I've heard those words over and over after the various ways in which various chickens of ours have crossed the rainbow bridge into chicken Valhalla. It's always the favorite one. We've had rounds of chickens--largely a sequence of increasingly inbred miniature ones (this was not the plan) and currently a flock of six full-sized ones that look freaking huge in comparison.

Every now and then a hawk gets one, or a fisher cat, or one just drops dead for no apparent reason.

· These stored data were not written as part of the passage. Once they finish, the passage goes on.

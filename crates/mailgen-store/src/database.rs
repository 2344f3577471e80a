use std::path::{Path, PathBuf};
use std::sync::Arc;

use parking_lot::Mutex;
use rusqlite::Connection;
use tracing::info;

use crate::error::StoreError;
use crate::schema;

/// Shared SQLite handle. Every repo holds a clone; access is serialized
/// through the mutex since `rusqlite::Connection` is not `Sync`.
#[derive(Clone)]
pub struct Database {
    conn: Arc<Mutex<Connection>>,
    path: PathBuf,
}

impl Database {
    /// Open or create the database file, creating parent directories.
    pub fn open(path: &Path) -> Result<Self, StoreError> {
        if let Some(parent) = path.parent() {
            std::fs::create_dir_all(parent)?;
        }

        let conn = Connection::open(path)?;
        initialize(&conn)?;

        info!(path = %path.display(), "database opened");

        Ok(Self {
            conn: Arc::new(Mutex::new(conn)),
            path: path.to_owned(),
        })
    }

    pub fn in_memory() -> Result<Self, StoreError> {
        let conn = Connection::open_in_memory()?;
        initialize(&conn)?;

        Ok(Self {
            conn: Arc::new(Mutex::new(conn)),
            path: PathBuf::from(":memory:"),
        })
    }

    pub fn with_conn<F, T>(&self, f: F) -> Result<T, StoreError>
    where
        F: FnOnce(&Connection) -> Result<T, StoreError>,
    {
        let conn = self.conn.lock();
        f(&conn)
    }

    /// Run `f` inside a transaction; rolled back if `f` errors.
    pub fn with_tx<F, T>(&self, f: F) -> Result<T, StoreError>
    where
        F: FnOnce(&rusqlite::Transaction<'_>) -> Result<T, StoreError>,
    {
        let mut conn = self.conn.lock();
        let tx = conn.transaction()?;
        let out = f(&tx)?;
        tx.commit()?;
        Ok(out)
    }

    pub fn path(&self) -> &Path {
        &self.path
    }
}

fn initialize(conn: &Connection) -> Result<(), StoreError> {
    conn.execute_batch(schema::PRAGMAS)
        .map_err(|e| StoreError::Database(format!("pragmas: {e}")))?;
    conn.execute_batch(schema::CREATE_TABLES)
        .map_err(|e| StoreError::Database(format!("schema: {e}")))?;

    let stored: Option<u32> = conn
        .query_row("SELECT MAX(version) FROM schema_version", [], |row| row.get(0))?;
    match stored {
        None => {
            conn.execute(
                "INSERT INTO schema_version (version) VALUES (?1)",
                [schema::SCHEMA_VERSION],
            )?;
        }
        Some(v) if v > schema::SCHEMA_VERSION => {
            return Err(StoreError::Database(format!(
                "database schema v{v} is newer than supported v{}",
                schema::SCHEMA_VERSION
            )));
        }
        Some(_) => {}
    }
    Ok(())
}
use std::sync::atomic::{AtomicI64, Ordering};

/// Source of wall-clock milliseconds since the Unix epoch.
pub trait Clock: Send + Sync {
    fn now_ms(&self) -> i64;
}

#[derive(Clone, Copy, Debug, Default)]
pub struct SystemClock;

impl Clock for SystemClock {
    fn now_ms(&self) -> i64 {
        chrono::Utc::now().timestamp_millis()
    }
}

/// Clock that only moves when told to.
#[derive(Debug, Default)]
pub struct ManualClock {
    now: AtomicI64,
}

impl ManualClock {
    pub fn new(start_ms: i64) -> Self {
        Self {
            now: AtomicI64::new(start_ms),
        }
    }

    pub fn set(&self, ms: i64) {
        self.now.store(ms, Ordering::SeqCst);
    }

    pub fn advance(&self, ms: i64) {
        self.now.fetch_add(ms, Ordering::SeqCst);
    }
}

impl Clock for ManualClock {
    fn now_ms(&self) -> i64 {
        self.now.load(Ordering::SeqCst)
    }
}
use async_trait::async_trait;
use serde::{Deserialize, Serialize};

use crate::errors::GatewayError;

/// One provider call: a single recipient, pre-rendered HTML.
#[derive(Clone, Debug, PartialEq, Eq, Serialize, Deserialize)]
pub struct OutboundEmail {
    pub from: String,
    pub to: String,
    pub subject: String,
    pub html: String,
}

/// Provider acknowledgement for an accepted message.
#[derive(Clone, Debug, Default, PartialEq, Eq, Serialize, Deserialize)]
pub struct DeliveryReceipt {
    /// Provider-assigned message id, when the provider returns one.
    pub message_id: Option<String>,
}

/// Async email dispatch. Invoked once per recipient.
#[async_trait]
pub trait Mailer: Send + Sync {
    fn name(&self) -> &str;

    async fn send_one(&self, email: &OutboundEmail) -> Result<DeliveryReceipt, GatewayError>;
}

We've had chicks, and enjoyed their adorable fluffiness--but inevitably, only about 2/3 of those born survive. There's nothing sadder than a dead little chick lying in the dirt.

And so I've had to explain to my kids that, as evidenced by chickendom, life is a sequence of Joy and Death. Joy, Death, Joy, Death. If you're lucky, you get more joy than death. Regardless, this is normal.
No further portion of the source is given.